> [WHAT YOU SHOULD DO]:
Pull every line containing "reason" from the listing below.

> [THE RECORDS]:
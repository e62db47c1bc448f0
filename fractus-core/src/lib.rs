pub mod complex;
pub mod error;
pub mod family;
pub mod fractal;
pub mod frame;

// Re-export primary types for convenience.
pub use complex::Complex;
pub use error::CoreError;
pub use family::{FractalType, StepFn};
pub use fractal::{Fractal, FractalParams, IterSettings, IterationResult};
pub use frame::Frame;

/// Convenience result type for the core crate.
pub type Result<T> = std::result::Result<T, CoreError>;
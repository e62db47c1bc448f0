use serde::{Deserialize, Serialize};

use crate::complex::Complex;
use crate::error::CoreError;
use crate::family::FractalType;

/// A rectangular region of the complex plane under view.
///
/// The frame is centred on `center` with total extents `re_width` and
/// `im_height`. Transformations produce new frames; an existing frame is
/// never mutated in place.
#[derive(Debug, Clone, Copy, PartialEq, Serialize, Deserialize)]
pub struct Frame {
    /// Centre of the region in the complex plane.
    pub center: Complex,

    /// Total extent along the real axis.
    pub re_width: f64,

    /// Total extent along the imaginary axis.
    pub im_height: f64,
}

impl Frame {
    /// Create a frame with explicit extents.
    pub fn new(center: Complex, re_width: f64, im_height: f64) -> crate::Result<Self> {
        if !(re_width > 0.0) || !re_width.is_finite() {
            return Err(CoreError::InvalidFrame {
                reason: format!("re_width must be positive and finite, got {re_width}"),
            });
        }
        if !(im_height > 0.0) || !im_height.is_finite() {
            return Err(CoreError::InvalidFrame {
                reason: format!("im_height must be positive and finite, got {im_height}"),
            });
        }
        Ok(Self {
            center,
            re_width,
            im_height,
        })
    }

    /// Default view for a fractal type: Mandelbrot-style sets fit in
    /// roughly `[-2.0, 0.47] × [-1.12, 1.12]`, Julia-style sets within
    /// `|z| < 2`. Both get a small margin for breathing room.
    pub fn default_for(ty: FractalType) -> Self {
        if ty.is_julia() {
            Self {
                center: Complex::ZERO,
                re_width: 4.2,
                im_height: 4.2,
            }
        } else {
            Self {
                center: Complex::new(-0.75, 0.0),
                re_width: 3.6,
                im_height: 2.6,
            }
        }
    }

    pub fn re_min(&self) -> f64 {
        self.center.re - self.re_width / 2.0
    }

    pub fn re_max(&self) -> f64 {
        self.center.re + self.re_width / 2.0
    }

    pub fn im_min(&self) -> f64 {
        self.center.im - self.im_height / 2.0
    }

    pub fn im_max(&self) -> f64 {
        self.center.im + self.im_height / 2.0
    }

    /// Return a new frame whose aspect ratio matches `w/h` by growing
    /// whichever extent is too small. The requested region is always fully
    /// contained in the result; nothing is ever cropped.
    pub fn fit_to_canvas(&self, w: u32, h: u32) -> Self {
        let canvas_ratio = w as f64 / h as f64;
        let frame_ratio = self.re_width / self.im_height;
        if frame_ratio > canvas_ratio {
            Self {
                center: self.center,
                re_width: self.re_width,
                im_height: self.re_width * h as f64 / w as f64,
            }
        } else {
            Self {
                center: self.center,
                re_width: self.im_height * w as f64 / h as f64,
                im_height: self.im_height,
            }
        }
    }

    /// Map a pixel coordinate to a point on the complex plane.
    ///
    /// `(0, 0)` is the top-left pixel and maps to `(re_min, im_min)`.
    #[inline]
    pub fn to_complex_coords(&self, px: u32, py: u32, canvas_w: u32, canvas_h: u32) -> Complex {
        Complex::new(
            self.re_min() + self.re_width * px as f64 / canvas_w as f64,
            self.im_min() + self.im_height * py as f64 / canvas_h as f64,
        )
    }

    /// Magnification relative to a unit-wide view: `1 / re_width`.
    /// Purely informational, e.g. for a HUD readout in `{:e}` form.
    pub fn zoom(&self) -> f64 {
        1.0 / self.re_width
    }
}

#[cfg(test)]
mod tests {
    use super::*;

    const EPSILON: f64 = 1e-10;

    fn frame(re_width: f64, im_height: f64) -> Frame {
        Frame::new(Complex::new(-0.5, 0.25), re_width, im_height).unwrap()
    }

    #[test]
    fn invalid_extents() {
        assert!(Frame::new(Complex::ZERO, 0.0, 1.0).is_err());
        assert!(Frame::new(Complex::ZERO, 1.0, -2.0).is_err());
        assert!(Frame::new(Complex::ZERO, f64::NAN, 1.0).is_err());
        assert!(Frame::new(Complex::ZERO, 1.0, f64::INFINITY).is_err());
    }

    #[test]
    fn derived_bounds() {
        let f = frame(3.0, 2.0);
        assert!((f.re_min() - (-2.0)).abs() < EPSILON);
        assert!((f.re_max() - 1.0).abs() < EPSILON);
        assert!((f.im_min() - (-0.75)).abs() < EPSILON);
        assert!((f.im_max() - 1.25).abs() < EPSILON);
    }

    #[test]
    fn fit_grows_imaginary_extent_for_tall_canvas() {
        // Frame is wider than the canvas ratio → keep re_width, grow im_height.
        let f = frame(4.0, 1.0).fit_to_canvas(100, 100);
        assert!((f.re_width - 4.0).abs() < EPSILON);
        assert!((f.im_height - 4.0).abs() < EPSILON);
    }

    #[test]
    fn fit_grows_real_extent_for_wide_canvas() {
        let f = frame(1.0, 2.0).fit_to_canvas(200, 100);
        assert!((f.im_height - 2.0).abs() < EPSILON);
        assert!((f.re_width - 4.0).abs() < EPSILON);
    }

    #[test]
    fn fit_is_idempotent() {
        let once = frame(3.6, 2.6).fit_to_canvas(1280, 720);
        let twice = once.fit_to_canvas(1280, 720);
        assert!((once.re_width - twice.re_width).abs() < EPSILON);
        assert!((once.im_height - twice.im_height).abs() < EPSILON);
        assert_eq!(once.center, twice.center);
    }

    #[test]
    fn fit_never_shrinks() {
        for &(w, h) in &[(100u32, 100u32), (1920, 1080), (300, 900), (720, 1280)] {
            let original = frame(3.6, 2.6);
            let fitted = original.fit_to_canvas(w, h);
            assert!(fitted.re_width >= original.re_width - EPSILON);
            assert!(fitted.im_height >= original.im_height - EPSILON);
        }
    }

    #[test]
    fn pixel_mapping_corners() {
        let f = frame(3.0, 2.0);
        let tl = f.to_complex_coords(0, 0, 300, 200);
        assert!((tl.re - f.re_min()).abs() < EPSILON);
        assert!((tl.im - f.im_min()).abs() < EPSILON);

        let br = f.to_complex_coords(300, 200, 300, 200);
        assert!((br.re - f.re_max()).abs() < EPSILON);
        assert!((br.im - f.im_max()).abs() < EPSILON);
    }

    #[test]
    fn default_frames_cover_the_sets() {
        let m = Frame::default_for(FractalType::Mandelbrot);
        assert!(m.re_min() < -2.0 && m.re_max() > 0.47);
        let j = Frame::default_for(FractalType::Julia);
        assert!(j.re_width >= 4.0 && j.im_height >= 4.0);
    }

    #[test]
    fn zoom_is_inverse_width() {
        let f = frame(0.001, 0.001);
        assert!((f.zoom() - 1000.0).abs() < EPSILON);
    }
}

> [REPLY]:
                reason: format!("re_width must be positive and finite, got {re_width}"),
                reason: format!("im_height must be positive and finite, got {im_height}"),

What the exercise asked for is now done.